START Material to process
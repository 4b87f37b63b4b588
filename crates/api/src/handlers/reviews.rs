//! Handler for review submission.
//!
//! Reviews are validated and acknowledged but not stored: the catalog is
//! read-only and there is no moderation queue behind this endpoint.

use axum::extract::rejection::JsonRejection;
use axum::extract::State;
use axum::http::StatusCode;
use axum::Json;
use courseinsight_core::review::{Review, ReviewDraft};
use uuid::Uuid;

use crate::error::{AppError, AppResult};
use crate::response::DataResponse;
use crate::state::AppState;

/// POST /api/v1/reviews
///
/// Validate a review draft for an existing course and echo the review it
/// would create with `202 Accepted`.
pub async fn submit(
    State(state): State<AppState>,
    payload: Result<Json<ReviewDraft>, JsonRejection>,
) -> AppResult<(StatusCode, Json<DataResponse<Review>>)> {
    let Json(draft) = payload.map_err(|rejection| AppError::BadRequest(rejection.body_text()))?;

    if let Err(err) = draft.validate_draft() {
        tracing::debug!(course_id = %draft.course_id, error = %err, "Rejected review draft");
        return Err(err.into());
    }
    state.catalog.require_course(&draft.course_id)?;

    let review = draft.into_review(
        Uuid::new_v4().to_string(),
        chrono::Utc::now().date_naive(),
    )?;

    tracing::info!(
        review_id = %review.id,
        course_id = %review.course_id,
        anonymous = review.is_anonymous,
        overall_rating = review.overall_rating,
        "Review accepted (not persisted)"
    );

    Ok((StatusCode::ACCEPTED, Json(DataResponse { data: review })))
}
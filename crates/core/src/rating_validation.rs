//! Shared rating range checks.
//!
//! Student-entered ratings are whole stars in `[1, 5]`; aggregate scores
//! stored on course records are reals in `[0.0, 5.0]`.

use crate::error::CoreError;

/// Lowest star a student can give.
pub const MIN_RATING: u8 = 1;

/// Highest star a student can give.
pub const MAX_RATING: u8 = 5;

/// Upper bound for aggregate course scores.
pub const MAX_SCORE: f64 = 5.0;

/// Validate that a student rating falls within `[MIN_RATING, MAX_RATING]`.
///
/// Returns a `CoreError::Validation` naming the field if out of range.
pub fn validate_rating_range(value: u8, name: &str) -> Result<(), CoreError> {
    if !(MIN_RATING..=MAX_RATING).contains(&value) {
        return Err(CoreError::Validation(format!(
            "{name} must be between {MIN_RATING} and {MAX_RATING}, got {value}"
        )));
    }
    Ok(())
}

/// Validate that an aggregate score falls within `[0.0, MAX_SCORE]`.
///
/// NaN is rejected.
pub fn validate_score_range(value: f64, name: &str) -> Result<(), CoreError> {
    if !(0.0..=MAX_SCORE).contains(&value) {
        return Err(CoreError::Validation(format!(
            "{name} must be between 0.0 and {MAX_SCORE}, got {value}"
        )));
    }
    Ok(())
}
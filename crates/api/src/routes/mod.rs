pub mod branches;
pub mod courses;
pub mod health;
pub mod reviews;

use axum::routing::get;
use axum::Router;

use crate::handlers;
use crate::state::AppState;

/// Build the `/api/v1` route tree.
///
/// Route hierarchy:
///
/// ```text
/// /courses                                         search + filter (GET)
/// /courses/featured                                featured courses (GET)
/// /courses/{id}                                    course details (GET)
/// /courses/{id}/reviews                            all reviews of a course (GET)
///
/// /branches                                        list branches (GET)
/// /branches/summary                                per-branch course preview (GET)
///
/// /stats                                           catalog statistics (GET)
///
/// /review-candidates                               review-form course picker (GET)
/// /reviews                                         submit a review (POST)
/// ```
pub fn api_routes() -> Router<AppState> {
    Router::new()
        .nest("/courses", courses::router())
        .nest("/branches", branches::router())
        .route("/stats", get(handlers::stats::get_stats))
        .route(
            "/review-candidates",
            get(handlers::courses::review_candidates),
        )
        .nest("/reviews", reviews::router())
}
//! Shared application router builder.
//!
//! Provides [`build_app_router`] so both the production binary (`main.rs`)
//! and integration tests (`tests/common/mod.rs`) use the exact same
//! middleware stack.

use std::time::Duration;

use axum::http::header::CONTENT_TYPE;
use axum::http::{HeaderName, Method, StatusCode};
use axum::Router;
use tower_http::catch_panic::CatchPanicLayer;
use tower_http::cors::CorsLayer;
use tower_http::request_id::{MakeRequestUuid, PropagateRequestIdLayer, SetRequestIdLayer};
use tower_http::timeout::TimeoutLayer;
use tower_http::trace::{DefaultMakeSpan, DefaultOnResponse, TraceLayer};
use tracing::Level;

use crate::config::ServerConfig;
use crate::routes;
use crate::state::AppState;

/// Build the full application [`Router`] with all middleware layers.
///
/// The middleware stack is applied bottom-up:
///
/// 1. CORS
/// 2. Set request ID on incoming requests
/// 3. Structured request/response tracing
/// 4. Propagate request ID to response
/// 5. Request timeout
/// 6. Panic recovery (catch panics, return 500)
pub fn build_app_router(state: AppState, config: &ServerConfig) -> Router {
    let cors = build_cors_layer(config);
    let request_id_header = HeaderName::from_static("x-request-id");

    Router::new()
        // Health check at root level (not under /api/v1).
        .merge(routes::health::router())
        // API v1 routes.
        .nest("/api/v1", routes::api_routes())
        // -- Middleware stack (applied bottom-up) --
        .layer(CatchPanicLayer::new())
        .layer(TimeoutLayer::with_status_code(
            StatusCode::REQUEST_TIMEOUT,
            Duration::from_secs(config.request_timeout_secs),
        ))
        .layer(PropagateRequestIdLayer::new(request_id_header.clone()))
        .layer(
            TraceLayer::new_for_http()
                .make_span_with(DefaultMakeSpan::new().level(Level::INFO))
                .on_response(DefaultOnResponse::new().level(Level::INFO)),
        )
        .layer(SetRequestIdLayer::new(request_id_header, MakeRequestUuid))
        .layer(cors)
        .with_state(state)
}

/// Build the CORS middleware layer from server configuration.
///
/// Panics at startup if any configured origin is invalid; misconfiguration
/// should fail fast.
pub fn build_cors_layer(config: &ServerConfig) -> CorsLayer {
    let origins: Vec<_> = config
        .cors_origins
        .iter()
        .map(|o| {
            o.parse()
                .unwrap_or_else(|e| panic!("Invalid CORS origin '{o}': {e}"))
        })
        .collect();

    CorsLayer::new()
        .allow_origin(origins)
        .allow_methods([Method::GET, Method::POST])
        .allow_headers([CONTENT_TYPE])
        .max_age(Duration::from_secs(3600))
}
END Material to process
Description of the task -> Nothing beyond the line containing "pub fn validate_rating_range(value: u8, name: &str)" is to be output; the lines above, from the first one onward to that line, are to be transcribed exactly.

Solved exercise ->
repository 4b87f37b63b4b588
filename crates/api/src/handlers/reviews.rs
//! Handler for review submission.
//!
//! Reviews are validated and acknowledged but not stored: the catalog is
//! read-only and there is no moderation queue behind this endpoint.

use axum::extract::rejection::JsonRejection;
use axum::extract::State;
use axum::http::StatusCode;
use axum::Json;
use courseinsight_core::review::{Review, ReviewDraft};
use uuid::Uuid;

use crate::error::{AppError, AppResult};
use crate::response::DataResponse;
use crate::state::AppState;

/// POST /api/v1/reviews
///
/// Validate a review draft for an existing course and echo the review it
/// would create with `202 Accepted`.
pub async fn submit(
    State(state): State<AppState>,
    payload: Result<Json<ReviewDraft>, JsonRejection>,
) -> AppResult<(StatusCode, Json<DataResponse<Review>>)> {
    let Json(draft) = payload.map_err(|rejection| AppError::BadRequest(rejection.body_text()))?;

    if let Err(err) = draft.validate_draft() {
        tracing::debug!(course_id = %draft.course_id, error = %err, "Rejected review draft");
        return Err(err.into());
    }
    state.catalog.require_course(&draft.course_id)?;

    let review = draft.into_review(
        Uuid::new_v4().to_string(),
        chrono::Utc::now().date_naive(),
    )?;

    tracing::info!(
        review_id = %review.id,
        course_id = %review.course_id,
        anonymous = review.is_anonymous,
        overall_rating = review.overall_rating,
        "Review accepted (not persisted)"
    );

    Ok((StatusCode::ACCEPTED, Json(DataResponse { data: review })))
}
filename crates/core/src/rating_validation.rs
//! Shared rating range checks.
//!
//! Student-entered ratings are whole stars in `[1, 5]`; aggregate scores
//! stored on course records are reals in `[0.0, 5.0]`.

use crate::error::CoreError;

/// Lowest star a student can give.
pub const MIN_RATING: u8 = 1;

/// Highest star a student can give.
pub const MAX_RATING: u8 = 5;

/// Upper bound for aggregate course scores.
pub const MAX_SCORE: f64 = 5.0;

/// Validate that a student rating falls within `[MIN_RATING, MAX_RATING]`.
///
/// Returns a `CoreError::Validation` naming the field if out of range.
pub fn validate_rating_range(value: u8, name: &str) -> Result<(), CoreError> {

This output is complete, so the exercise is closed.